"""

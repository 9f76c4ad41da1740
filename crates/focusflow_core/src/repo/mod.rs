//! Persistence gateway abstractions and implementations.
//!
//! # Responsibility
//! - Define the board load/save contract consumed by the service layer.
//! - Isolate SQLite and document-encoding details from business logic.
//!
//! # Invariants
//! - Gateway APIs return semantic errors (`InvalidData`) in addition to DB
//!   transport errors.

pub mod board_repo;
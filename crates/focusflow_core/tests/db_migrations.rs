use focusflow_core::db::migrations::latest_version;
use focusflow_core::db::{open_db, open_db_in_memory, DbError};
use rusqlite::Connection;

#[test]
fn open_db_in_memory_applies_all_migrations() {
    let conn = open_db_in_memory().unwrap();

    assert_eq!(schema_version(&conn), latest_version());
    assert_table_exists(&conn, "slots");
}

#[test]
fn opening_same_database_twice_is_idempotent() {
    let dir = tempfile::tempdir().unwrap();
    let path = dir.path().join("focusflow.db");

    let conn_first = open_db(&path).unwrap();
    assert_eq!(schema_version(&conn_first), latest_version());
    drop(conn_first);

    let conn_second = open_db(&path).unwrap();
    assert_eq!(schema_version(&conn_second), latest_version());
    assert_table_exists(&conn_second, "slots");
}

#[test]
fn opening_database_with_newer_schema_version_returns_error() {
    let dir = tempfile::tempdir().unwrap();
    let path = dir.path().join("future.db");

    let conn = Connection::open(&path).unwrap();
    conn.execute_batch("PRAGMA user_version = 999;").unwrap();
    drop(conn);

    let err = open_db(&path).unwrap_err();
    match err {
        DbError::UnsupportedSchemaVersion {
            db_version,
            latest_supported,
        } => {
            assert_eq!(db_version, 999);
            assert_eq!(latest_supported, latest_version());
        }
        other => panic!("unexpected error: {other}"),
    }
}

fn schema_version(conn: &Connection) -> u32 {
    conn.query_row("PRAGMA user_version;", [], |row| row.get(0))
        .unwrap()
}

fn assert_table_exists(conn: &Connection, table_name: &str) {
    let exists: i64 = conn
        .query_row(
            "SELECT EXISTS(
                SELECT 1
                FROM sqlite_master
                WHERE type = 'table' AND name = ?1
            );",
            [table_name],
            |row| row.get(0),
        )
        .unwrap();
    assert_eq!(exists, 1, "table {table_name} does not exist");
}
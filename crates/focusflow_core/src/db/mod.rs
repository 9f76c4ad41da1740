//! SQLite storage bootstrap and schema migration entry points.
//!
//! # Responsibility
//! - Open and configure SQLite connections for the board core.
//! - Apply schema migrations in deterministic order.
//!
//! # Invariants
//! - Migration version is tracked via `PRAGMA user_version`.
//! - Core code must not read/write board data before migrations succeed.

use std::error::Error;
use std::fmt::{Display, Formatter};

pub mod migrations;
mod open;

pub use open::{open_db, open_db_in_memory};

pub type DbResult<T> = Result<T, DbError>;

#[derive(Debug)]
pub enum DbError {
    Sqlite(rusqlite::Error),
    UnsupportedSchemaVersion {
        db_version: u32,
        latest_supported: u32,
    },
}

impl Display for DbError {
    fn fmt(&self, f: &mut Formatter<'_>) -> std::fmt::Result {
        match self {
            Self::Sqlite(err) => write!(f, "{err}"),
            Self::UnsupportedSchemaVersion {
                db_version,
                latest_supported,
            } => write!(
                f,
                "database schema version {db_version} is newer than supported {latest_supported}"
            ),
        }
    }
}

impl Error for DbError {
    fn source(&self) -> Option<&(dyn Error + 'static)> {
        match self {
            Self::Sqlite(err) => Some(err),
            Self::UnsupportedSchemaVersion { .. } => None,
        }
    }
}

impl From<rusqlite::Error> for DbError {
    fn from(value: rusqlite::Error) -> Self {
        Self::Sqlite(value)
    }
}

"""

# Task details
Output the listing in full. Leave every line unchanged.

# Written answer
repository 9f76c4ad41da1740
filename crates/focusflow_core/src/repo/mod.rs
//! Persistence gateway abstractions and implementations.
//!
//! # Responsibility
//! - Define the board load/save contract consumed by the service layer.
//! - Isolate SQLite and document-encoding details from business logic.
//!
//! # Invariants
//! - Gateway APIs return semantic errors (`InvalidData`) in addition to DB
//!   transport errors.

pub mod board_repo;
filename crates/focusflow_core/tests/db_migrations.rs
use focusflow_core::db::migrations::latest_version;
use focusflow_core::db::{open_db, open_db_in_memory, DbError};
use rusqlite::Connection;

#[test]
fn open_db_in_memory_applies_all_migrations() {
    let conn = open_db_in_memory().unwrap();

    assert_eq!(schema_version(&conn), latest_version());
    assert_table_exists(&conn, "slots");
}

#[test]
fn opening_same_database_twice_is_idempotent() {
    let dir = tempfile::tempdir().unwrap();
    let path = dir.path().join("focusflow.db");

    let conn_first = open_db(&path).unwrap();
    assert_eq!(schema_version(&conn_first), latest_version());
    drop(conn_first);

    let conn_second = open_db(&path).unwrap();
    assert_eq!(schema_version(&conn_second), latest_version());
    assert_table_exists(&conn_second, "slots");
}

#[test]
fn opening_database_with_newer_schema_version_returns_error() {
    let dir = tempfile::tempdir().unwrap();
    let path = dir.path().join("future.db");

    let conn = Connection::open(&path).unwrap();
    conn.execute_batch("PRAGMA user_version = 999;").unwrap();
    drop(conn);

    let err = open_db(&path).unwrap_err();
    match err {
        DbError::UnsupportedSchemaVersion {
            db_version,
            latest_supported,
        } => {
            assert_eq!(db_version, 999);
            assert_eq!(latest_supported, latest_version());
        }
        other => panic!("unexpected error: {other}"),
    }
}

fn schema_version(conn: &Connection) -> u32 {
    conn.query_row("PRAGMA user_version;", [], |row| row.get(0))
        .unwrap()
}

fn assert_table_exists(conn: &Connection, table_name: &str) {
    let exists: i64 = conn
        .query_row(
            "SELECT EXISTS(
                SELECT 1
                FROM sqlite_master
                WHERE type = 'table' AND name = ?1
            );",
            [table_name],
            |row| row.get(0),
        )
        .unwrap();
    assert_eq!(exists, 1, "table {table_name} does not exist");
}
filename crates/focusflow_core/src/db/mod.rs
repository 9f76c4ad41da1740
//! SQLite storage bootstrap and schema migration entry points.
//!
//! # Responsibility
//! - Open and configure SQLite connections for the board core.
//! - Apply schema migrations in deterministic order.
//!
//! # Invariants
//! - Migration version is tracked via `PRAGMA user_version`.
//! - Core code must not read/write board data before migrations succeed.

use std::error::Error;
use std::fmt::{Display, Formatter};

pub mod migrations;
mod open;

pub use open::{open_db, open_db_in_memory};

pub type DbResult<T> = Result<T, DbError>;

#[derive(Debug)]
pub enum DbError {
    Sqlite(rusqlite::Error),
    UnsupportedSchemaVersion {
        db_version: u32,
        latest_supported: u32,
    },
}

impl Display for DbError {
    fn fmt(&self, f: &mut Formatter<'_>) -> std::fmt::Result {
        match self {
            Self::Sqlite(err) => write!(f, "{err}"),
            Self::UnsupportedSchemaVersion {
                db_version,
                latest_supported,
            } => write!(
                f,
                "database schema version {db_version} is newer than supported {latest_supported}"
            ),
        }
    }
}

impl Error for DbError {
    fn source(&self) -> Option<&(dyn Error + 'static)> {
        match self {
            Self::Sqlite(err) => Some(err),
            Self::UnsupportedSchemaVersion { .. } => None,
        }
    }
}

impl From<rusqlite::Error> for DbError {
    fn from(value: rusqlite::Error) -> Self {
        Self::Sqlite(value)
    }
}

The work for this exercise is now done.